>>>

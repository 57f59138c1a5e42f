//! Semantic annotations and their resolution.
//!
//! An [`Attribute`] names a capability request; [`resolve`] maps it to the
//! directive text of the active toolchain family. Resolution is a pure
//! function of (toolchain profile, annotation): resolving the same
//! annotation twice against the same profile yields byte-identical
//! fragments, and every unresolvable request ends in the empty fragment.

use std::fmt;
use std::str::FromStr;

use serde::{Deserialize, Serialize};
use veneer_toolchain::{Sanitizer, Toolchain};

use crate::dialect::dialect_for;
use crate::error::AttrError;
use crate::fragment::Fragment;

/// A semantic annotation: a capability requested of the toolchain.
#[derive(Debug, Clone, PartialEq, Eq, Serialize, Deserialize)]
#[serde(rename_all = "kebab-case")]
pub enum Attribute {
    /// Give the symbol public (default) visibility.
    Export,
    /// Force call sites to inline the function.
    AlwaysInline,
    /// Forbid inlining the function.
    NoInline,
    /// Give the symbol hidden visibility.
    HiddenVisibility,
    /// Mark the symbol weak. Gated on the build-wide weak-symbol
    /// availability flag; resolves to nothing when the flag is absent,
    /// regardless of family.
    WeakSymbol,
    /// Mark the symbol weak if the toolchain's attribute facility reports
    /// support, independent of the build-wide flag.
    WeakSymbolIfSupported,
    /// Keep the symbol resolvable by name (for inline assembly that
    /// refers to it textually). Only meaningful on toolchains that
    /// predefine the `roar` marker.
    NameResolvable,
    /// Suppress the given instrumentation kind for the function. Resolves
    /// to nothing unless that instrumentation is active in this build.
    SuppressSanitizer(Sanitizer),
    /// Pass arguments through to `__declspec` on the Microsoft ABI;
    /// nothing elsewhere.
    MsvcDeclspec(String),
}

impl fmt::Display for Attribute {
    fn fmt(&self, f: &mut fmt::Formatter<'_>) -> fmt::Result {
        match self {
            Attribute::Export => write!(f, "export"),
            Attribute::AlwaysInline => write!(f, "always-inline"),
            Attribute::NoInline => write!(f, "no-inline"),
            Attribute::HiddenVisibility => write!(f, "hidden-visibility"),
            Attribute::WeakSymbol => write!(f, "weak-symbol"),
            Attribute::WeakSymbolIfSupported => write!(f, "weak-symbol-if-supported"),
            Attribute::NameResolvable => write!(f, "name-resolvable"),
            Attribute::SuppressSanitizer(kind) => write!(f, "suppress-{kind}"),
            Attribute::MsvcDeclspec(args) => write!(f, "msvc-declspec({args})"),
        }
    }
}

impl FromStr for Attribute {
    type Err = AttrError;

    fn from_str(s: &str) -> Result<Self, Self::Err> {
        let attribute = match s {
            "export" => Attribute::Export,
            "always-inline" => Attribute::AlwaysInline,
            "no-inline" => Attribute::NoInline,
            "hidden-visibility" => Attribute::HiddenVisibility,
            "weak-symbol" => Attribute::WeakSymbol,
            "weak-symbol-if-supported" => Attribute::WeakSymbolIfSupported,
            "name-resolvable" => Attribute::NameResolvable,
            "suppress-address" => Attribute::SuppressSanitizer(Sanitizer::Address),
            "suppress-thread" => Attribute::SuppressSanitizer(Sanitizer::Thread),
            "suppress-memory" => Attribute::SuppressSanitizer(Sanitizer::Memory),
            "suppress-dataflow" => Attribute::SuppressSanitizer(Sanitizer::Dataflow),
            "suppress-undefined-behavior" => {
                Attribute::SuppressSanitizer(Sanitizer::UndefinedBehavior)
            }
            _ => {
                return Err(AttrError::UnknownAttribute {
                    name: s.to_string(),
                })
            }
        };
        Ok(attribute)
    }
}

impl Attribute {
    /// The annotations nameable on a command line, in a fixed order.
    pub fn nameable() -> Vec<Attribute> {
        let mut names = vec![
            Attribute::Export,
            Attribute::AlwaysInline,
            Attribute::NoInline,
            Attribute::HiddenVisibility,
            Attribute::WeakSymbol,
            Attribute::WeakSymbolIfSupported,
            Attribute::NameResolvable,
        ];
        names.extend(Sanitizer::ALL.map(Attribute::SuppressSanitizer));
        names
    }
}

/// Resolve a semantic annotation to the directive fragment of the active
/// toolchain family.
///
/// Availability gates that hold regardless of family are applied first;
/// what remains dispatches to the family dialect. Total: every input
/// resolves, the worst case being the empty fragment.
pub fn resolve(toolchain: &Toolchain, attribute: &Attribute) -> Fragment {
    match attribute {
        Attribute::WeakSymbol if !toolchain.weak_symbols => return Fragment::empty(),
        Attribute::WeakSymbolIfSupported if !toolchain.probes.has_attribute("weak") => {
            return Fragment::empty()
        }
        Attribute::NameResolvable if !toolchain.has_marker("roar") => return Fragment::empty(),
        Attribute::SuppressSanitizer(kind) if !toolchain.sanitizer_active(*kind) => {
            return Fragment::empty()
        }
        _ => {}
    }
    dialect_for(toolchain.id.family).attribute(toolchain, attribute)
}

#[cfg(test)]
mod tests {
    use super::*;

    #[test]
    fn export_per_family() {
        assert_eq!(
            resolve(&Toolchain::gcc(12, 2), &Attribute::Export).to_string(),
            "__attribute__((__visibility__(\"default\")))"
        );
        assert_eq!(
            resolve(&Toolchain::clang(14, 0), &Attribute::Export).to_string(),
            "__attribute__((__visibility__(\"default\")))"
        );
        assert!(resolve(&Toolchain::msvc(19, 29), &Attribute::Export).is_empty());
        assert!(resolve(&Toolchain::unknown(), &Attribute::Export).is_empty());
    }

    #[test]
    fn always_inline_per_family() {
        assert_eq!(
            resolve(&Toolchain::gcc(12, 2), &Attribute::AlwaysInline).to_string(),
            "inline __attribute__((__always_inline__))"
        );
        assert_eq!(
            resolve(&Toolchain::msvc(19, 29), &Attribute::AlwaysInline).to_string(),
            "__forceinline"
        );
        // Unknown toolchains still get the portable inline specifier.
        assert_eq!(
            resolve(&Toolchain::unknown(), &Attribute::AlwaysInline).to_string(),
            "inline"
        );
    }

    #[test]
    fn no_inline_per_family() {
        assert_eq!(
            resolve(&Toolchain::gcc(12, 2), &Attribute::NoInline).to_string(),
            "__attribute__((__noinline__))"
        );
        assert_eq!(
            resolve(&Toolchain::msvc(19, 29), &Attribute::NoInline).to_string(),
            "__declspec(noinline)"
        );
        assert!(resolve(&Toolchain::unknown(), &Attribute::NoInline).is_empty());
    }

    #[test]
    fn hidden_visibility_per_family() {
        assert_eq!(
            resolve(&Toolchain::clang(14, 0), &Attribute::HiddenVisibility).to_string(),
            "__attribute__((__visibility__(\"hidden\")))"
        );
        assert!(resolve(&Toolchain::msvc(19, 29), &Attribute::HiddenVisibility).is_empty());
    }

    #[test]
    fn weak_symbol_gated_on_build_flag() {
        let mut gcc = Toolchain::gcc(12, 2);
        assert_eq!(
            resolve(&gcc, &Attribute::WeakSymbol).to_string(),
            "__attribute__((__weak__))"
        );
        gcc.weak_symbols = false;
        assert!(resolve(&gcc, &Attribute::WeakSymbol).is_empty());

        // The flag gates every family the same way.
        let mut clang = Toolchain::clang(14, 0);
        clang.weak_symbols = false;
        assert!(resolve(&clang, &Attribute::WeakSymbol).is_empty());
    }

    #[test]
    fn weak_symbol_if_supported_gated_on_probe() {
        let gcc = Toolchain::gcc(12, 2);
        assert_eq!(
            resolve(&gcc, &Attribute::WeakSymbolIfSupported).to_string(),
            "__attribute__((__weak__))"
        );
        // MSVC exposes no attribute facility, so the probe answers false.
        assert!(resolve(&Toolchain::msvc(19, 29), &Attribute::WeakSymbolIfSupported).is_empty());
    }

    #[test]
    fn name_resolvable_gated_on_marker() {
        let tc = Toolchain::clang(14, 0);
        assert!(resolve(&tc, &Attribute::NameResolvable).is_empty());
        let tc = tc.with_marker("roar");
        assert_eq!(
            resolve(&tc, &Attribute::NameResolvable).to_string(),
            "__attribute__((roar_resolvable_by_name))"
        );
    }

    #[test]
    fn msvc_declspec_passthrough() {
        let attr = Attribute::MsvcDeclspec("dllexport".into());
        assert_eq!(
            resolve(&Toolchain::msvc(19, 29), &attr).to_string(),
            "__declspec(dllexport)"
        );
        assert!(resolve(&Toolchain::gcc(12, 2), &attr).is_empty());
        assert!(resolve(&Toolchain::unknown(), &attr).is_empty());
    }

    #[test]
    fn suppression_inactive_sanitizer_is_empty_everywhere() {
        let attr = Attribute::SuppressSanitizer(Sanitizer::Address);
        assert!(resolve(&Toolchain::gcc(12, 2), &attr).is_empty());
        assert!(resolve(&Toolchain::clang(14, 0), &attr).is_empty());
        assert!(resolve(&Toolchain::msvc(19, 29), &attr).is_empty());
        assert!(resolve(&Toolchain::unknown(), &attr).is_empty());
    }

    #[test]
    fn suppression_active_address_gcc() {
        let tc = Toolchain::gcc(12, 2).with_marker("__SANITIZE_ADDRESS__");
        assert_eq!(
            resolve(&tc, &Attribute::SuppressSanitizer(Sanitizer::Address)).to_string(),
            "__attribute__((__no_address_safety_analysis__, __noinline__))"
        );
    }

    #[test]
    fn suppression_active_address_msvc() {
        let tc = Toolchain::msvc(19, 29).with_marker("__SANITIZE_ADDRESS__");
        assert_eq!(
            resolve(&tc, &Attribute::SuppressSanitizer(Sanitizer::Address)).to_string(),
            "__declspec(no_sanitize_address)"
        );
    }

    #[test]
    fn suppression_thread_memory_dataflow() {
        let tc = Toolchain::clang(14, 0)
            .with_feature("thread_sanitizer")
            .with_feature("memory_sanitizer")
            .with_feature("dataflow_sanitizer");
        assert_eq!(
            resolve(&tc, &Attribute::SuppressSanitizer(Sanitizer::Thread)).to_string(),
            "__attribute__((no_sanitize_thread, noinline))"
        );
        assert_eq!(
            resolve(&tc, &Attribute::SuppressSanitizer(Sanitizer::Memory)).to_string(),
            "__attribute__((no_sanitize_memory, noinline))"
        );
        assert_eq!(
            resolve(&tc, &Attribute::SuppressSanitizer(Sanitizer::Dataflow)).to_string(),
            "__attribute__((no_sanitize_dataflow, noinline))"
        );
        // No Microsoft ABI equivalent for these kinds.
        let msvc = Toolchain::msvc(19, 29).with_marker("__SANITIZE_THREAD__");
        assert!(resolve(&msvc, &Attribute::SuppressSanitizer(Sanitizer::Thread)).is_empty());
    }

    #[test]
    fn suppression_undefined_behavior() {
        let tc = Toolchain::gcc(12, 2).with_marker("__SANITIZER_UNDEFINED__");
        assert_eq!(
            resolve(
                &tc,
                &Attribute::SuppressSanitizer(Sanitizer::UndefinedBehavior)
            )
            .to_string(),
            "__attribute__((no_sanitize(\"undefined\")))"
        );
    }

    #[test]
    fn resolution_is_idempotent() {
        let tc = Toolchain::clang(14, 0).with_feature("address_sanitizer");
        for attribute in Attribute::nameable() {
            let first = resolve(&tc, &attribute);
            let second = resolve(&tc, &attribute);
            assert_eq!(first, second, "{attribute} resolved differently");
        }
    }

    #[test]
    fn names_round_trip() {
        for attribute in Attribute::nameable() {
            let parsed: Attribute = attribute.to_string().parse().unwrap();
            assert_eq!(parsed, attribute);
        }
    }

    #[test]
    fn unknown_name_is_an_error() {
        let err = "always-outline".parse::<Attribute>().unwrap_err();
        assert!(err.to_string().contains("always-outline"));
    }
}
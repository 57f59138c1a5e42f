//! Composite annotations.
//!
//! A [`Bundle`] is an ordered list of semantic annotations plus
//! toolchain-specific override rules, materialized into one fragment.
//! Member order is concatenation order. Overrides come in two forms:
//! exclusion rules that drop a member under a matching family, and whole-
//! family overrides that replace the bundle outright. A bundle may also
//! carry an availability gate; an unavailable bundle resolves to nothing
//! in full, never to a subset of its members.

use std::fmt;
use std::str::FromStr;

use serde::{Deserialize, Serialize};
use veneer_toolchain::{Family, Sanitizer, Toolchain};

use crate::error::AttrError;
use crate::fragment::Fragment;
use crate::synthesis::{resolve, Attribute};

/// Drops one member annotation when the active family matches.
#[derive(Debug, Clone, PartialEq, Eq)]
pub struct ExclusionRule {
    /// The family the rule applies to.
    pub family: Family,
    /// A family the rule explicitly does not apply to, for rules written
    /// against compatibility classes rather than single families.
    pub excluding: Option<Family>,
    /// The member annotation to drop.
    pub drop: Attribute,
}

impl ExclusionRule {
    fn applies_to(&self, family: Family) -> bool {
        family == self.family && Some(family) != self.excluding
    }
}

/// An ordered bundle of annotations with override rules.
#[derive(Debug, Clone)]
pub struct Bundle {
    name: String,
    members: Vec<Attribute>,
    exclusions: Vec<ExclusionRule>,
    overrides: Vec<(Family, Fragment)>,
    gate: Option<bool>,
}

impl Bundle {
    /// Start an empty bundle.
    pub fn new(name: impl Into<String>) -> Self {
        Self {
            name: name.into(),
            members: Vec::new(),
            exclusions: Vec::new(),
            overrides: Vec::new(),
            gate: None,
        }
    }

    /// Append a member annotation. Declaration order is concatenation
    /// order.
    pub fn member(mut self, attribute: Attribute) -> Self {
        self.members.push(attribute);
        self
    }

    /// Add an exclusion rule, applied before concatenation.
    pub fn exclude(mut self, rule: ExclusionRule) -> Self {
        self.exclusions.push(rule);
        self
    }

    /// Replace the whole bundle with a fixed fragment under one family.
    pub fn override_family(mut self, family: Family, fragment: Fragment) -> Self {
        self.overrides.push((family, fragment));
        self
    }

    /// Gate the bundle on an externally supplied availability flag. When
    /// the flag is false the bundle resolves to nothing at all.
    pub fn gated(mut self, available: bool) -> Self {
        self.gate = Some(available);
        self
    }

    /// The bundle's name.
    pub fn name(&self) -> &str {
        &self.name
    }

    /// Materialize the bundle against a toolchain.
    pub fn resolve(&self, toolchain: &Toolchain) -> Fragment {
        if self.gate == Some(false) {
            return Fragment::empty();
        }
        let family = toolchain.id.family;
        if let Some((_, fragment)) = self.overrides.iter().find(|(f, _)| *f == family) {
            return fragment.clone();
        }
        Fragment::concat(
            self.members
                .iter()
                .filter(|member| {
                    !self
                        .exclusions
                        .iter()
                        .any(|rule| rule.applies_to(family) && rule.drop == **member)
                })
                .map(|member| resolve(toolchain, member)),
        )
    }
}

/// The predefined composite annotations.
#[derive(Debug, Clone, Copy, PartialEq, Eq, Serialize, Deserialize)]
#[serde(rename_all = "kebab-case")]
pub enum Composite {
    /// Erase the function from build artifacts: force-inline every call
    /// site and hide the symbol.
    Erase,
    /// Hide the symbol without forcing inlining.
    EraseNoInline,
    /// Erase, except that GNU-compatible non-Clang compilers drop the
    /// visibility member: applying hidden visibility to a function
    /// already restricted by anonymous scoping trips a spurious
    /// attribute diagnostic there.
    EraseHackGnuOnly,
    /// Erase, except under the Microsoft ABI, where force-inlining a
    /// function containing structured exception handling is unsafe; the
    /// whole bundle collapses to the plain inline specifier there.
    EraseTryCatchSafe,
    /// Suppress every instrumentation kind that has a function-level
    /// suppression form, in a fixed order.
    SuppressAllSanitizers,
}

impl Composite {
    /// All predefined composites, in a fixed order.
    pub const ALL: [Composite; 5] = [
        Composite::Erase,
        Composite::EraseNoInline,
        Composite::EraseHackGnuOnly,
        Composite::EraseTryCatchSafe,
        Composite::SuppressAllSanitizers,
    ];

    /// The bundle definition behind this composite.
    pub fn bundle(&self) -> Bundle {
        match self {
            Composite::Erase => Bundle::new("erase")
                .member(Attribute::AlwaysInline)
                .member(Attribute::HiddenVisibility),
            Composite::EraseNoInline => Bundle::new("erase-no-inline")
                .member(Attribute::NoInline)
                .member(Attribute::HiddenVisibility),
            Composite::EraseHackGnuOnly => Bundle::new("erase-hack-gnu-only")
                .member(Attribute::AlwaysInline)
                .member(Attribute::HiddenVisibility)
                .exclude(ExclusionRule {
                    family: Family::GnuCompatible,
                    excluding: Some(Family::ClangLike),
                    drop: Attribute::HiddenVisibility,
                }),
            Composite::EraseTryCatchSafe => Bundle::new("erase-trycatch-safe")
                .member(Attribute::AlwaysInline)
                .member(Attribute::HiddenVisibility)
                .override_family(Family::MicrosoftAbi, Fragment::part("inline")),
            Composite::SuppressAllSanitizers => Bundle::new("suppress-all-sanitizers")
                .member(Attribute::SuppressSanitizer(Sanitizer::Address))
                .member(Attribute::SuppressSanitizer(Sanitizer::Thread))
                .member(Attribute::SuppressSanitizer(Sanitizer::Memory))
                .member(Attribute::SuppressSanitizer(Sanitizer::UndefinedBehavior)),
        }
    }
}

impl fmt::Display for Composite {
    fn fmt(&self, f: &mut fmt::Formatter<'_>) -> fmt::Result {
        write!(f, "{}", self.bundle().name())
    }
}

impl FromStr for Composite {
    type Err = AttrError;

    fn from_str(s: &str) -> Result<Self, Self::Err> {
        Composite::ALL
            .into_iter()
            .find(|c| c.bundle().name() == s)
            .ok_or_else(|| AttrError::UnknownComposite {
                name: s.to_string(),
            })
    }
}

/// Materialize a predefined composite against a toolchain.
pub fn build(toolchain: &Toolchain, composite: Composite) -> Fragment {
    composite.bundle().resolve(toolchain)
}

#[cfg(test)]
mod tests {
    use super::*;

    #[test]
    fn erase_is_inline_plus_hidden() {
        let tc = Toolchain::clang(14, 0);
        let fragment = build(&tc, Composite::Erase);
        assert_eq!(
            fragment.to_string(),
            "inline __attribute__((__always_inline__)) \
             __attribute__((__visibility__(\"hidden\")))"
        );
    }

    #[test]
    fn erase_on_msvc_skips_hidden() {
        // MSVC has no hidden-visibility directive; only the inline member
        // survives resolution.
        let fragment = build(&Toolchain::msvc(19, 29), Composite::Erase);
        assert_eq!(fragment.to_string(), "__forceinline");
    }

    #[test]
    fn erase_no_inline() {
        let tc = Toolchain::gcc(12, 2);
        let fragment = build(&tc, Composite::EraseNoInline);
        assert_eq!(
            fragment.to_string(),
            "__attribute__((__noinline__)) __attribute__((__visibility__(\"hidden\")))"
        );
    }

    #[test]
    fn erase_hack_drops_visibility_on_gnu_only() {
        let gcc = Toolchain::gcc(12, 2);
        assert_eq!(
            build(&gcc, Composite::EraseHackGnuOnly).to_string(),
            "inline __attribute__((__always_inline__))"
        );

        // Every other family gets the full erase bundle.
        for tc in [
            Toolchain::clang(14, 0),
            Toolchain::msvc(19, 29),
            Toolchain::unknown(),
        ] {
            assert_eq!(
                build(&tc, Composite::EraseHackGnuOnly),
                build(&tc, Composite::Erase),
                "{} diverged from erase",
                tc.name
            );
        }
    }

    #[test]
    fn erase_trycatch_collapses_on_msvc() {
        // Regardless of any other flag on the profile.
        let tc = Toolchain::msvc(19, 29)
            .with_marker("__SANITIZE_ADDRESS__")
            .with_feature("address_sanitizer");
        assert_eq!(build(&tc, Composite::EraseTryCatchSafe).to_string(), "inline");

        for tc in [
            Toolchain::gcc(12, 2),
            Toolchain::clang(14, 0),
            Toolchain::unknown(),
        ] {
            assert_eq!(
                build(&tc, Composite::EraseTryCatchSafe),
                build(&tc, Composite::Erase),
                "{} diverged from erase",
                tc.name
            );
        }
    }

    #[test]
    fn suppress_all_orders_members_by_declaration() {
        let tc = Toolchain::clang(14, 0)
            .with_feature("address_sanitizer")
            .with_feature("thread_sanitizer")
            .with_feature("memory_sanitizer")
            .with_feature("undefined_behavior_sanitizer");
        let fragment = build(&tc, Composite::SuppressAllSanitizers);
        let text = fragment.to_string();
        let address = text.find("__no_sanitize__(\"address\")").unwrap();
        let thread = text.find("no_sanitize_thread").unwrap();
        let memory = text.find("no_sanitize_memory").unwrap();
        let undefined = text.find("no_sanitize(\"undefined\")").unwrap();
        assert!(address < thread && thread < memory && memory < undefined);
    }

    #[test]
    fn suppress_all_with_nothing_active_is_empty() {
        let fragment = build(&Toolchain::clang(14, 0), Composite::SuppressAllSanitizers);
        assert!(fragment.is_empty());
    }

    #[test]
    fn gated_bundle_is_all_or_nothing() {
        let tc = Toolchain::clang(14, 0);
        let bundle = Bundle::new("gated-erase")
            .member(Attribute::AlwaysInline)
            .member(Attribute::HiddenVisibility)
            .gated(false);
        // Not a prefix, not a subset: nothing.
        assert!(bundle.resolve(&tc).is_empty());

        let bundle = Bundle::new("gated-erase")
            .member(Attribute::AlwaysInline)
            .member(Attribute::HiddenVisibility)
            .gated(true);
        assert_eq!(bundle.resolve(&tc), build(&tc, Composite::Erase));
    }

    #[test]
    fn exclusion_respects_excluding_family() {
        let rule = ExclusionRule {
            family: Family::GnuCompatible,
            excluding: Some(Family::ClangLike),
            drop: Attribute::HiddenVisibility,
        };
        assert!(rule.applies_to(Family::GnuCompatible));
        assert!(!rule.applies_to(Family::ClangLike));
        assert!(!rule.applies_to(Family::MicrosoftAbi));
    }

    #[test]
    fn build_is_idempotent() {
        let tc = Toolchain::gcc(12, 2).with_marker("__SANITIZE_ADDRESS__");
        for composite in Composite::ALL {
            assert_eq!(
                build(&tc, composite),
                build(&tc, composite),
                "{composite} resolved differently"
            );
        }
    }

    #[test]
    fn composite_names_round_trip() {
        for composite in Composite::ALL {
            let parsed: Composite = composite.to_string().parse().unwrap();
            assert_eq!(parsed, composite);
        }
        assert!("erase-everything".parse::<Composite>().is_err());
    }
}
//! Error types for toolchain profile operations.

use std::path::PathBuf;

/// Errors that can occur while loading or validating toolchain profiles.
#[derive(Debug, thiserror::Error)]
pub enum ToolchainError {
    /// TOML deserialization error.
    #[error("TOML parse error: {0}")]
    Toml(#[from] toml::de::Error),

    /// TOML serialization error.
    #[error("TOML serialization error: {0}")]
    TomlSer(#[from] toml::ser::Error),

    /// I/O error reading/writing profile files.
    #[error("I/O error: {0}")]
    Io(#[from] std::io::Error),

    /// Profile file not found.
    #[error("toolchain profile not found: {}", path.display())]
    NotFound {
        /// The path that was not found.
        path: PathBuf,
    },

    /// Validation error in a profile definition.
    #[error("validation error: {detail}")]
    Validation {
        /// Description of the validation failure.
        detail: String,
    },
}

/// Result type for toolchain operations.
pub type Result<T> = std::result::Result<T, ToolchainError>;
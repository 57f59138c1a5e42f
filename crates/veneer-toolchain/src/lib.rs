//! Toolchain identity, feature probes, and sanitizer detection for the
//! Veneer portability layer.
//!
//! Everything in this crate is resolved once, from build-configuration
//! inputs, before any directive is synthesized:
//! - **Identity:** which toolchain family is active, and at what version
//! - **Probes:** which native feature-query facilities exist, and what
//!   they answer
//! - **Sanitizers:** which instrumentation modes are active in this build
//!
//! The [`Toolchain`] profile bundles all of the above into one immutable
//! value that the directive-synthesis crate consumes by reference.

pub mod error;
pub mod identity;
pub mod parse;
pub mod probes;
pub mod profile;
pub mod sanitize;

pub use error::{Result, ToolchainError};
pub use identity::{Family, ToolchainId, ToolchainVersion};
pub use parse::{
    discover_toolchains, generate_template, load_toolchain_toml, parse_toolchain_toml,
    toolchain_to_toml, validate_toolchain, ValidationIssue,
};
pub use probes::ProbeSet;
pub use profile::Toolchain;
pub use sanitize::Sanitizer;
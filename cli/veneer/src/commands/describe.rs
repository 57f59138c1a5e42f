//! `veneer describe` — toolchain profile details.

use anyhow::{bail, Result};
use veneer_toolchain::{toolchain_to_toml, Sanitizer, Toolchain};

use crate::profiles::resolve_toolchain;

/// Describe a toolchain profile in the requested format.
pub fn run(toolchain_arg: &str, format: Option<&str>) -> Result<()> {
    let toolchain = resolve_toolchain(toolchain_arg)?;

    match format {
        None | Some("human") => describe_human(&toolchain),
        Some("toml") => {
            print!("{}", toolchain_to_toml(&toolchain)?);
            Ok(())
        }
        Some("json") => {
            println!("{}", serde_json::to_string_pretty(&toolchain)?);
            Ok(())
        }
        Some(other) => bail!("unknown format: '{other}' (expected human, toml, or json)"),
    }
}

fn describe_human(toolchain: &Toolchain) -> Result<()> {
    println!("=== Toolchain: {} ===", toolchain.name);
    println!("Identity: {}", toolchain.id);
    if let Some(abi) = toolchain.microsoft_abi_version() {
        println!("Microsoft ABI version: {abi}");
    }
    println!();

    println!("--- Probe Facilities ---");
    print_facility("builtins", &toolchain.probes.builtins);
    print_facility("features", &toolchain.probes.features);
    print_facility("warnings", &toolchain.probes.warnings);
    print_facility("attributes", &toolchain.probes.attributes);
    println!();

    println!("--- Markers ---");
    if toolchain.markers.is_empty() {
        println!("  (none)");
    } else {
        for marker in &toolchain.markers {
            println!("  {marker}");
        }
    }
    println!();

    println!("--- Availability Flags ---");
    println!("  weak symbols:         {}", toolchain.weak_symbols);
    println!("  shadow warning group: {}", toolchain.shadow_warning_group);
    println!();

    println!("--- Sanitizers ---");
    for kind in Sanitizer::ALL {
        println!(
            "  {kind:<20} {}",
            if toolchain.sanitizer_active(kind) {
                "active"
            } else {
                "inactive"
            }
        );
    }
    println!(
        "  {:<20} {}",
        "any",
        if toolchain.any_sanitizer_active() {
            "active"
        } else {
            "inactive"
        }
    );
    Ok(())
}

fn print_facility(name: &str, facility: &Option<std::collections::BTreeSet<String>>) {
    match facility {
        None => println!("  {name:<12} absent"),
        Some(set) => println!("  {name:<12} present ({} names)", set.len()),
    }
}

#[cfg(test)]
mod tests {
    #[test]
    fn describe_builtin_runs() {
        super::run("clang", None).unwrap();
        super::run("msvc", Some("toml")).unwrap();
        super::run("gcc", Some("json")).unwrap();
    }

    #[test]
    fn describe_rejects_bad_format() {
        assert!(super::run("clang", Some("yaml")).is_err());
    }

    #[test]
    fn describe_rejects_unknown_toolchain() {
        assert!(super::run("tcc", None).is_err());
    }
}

<<<

**Task details**.
When copying the data above, please keep exactly the lines from its first line through the line with "the function. Resolves", both ends included, and drop the rest.

**Response area**.
repository 57f59138c1a5e42f
//! Semantic annotations and their resolution.
//!
//! An [`Attribute`] names a capability request; [`resolve`] maps it to the
//! directive text of the active toolchain family. Resolution is a pure
//! function of (toolchain profile, annotation): resolving the same
//! annotation twice against the same profile yields byte-identical
//! fragments, and every unresolvable request ends in the empty fragment.

use std::fmt;
use std::str::FromStr;

use serde::{Deserialize, Serialize};
use veneer_toolchain::{Sanitizer, Toolchain};

use crate::dialect::dialect_for;
use crate::error::AttrError;
use crate::fragment::Fragment;

/// A semantic annotation: a capability requested of the toolchain.
#[derive(Debug, Clone, PartialEq, Eq, Serialize, Deserialize)]
#[serde(rename_all = "kebab-case")]
pub enum Attribute {
    /// Give the symbol public (default) visibility.
    Export,
    /// Force call sites to inline the function.
    AlwaysInline,
    /// Forbid inlining the function.
    NoInline,
    /// Give the symbol hidden visibility.
    HiddenVisibility,
    /// Mark the symbol weak. Gated on the build-wide weak-symbol
    /// availability flag; resolves to nothing when the flag is absent,
    /// regardless of family.
    WeakSymbol,
    /// Mark the symbol weak if the toolchain's attribute facility reports
    /// support, independent of the build-wide flag.
    WeakSymbolIfSupported,
    /// Keep the symbol resolvable by name (for inline assembly that
    /// refers to it textually). Only meaningful on toolchains that
    /// predefine the `roar` marker.
    NameResolvable,
    /// Suppress the given instrumentation kind for the function. Resolves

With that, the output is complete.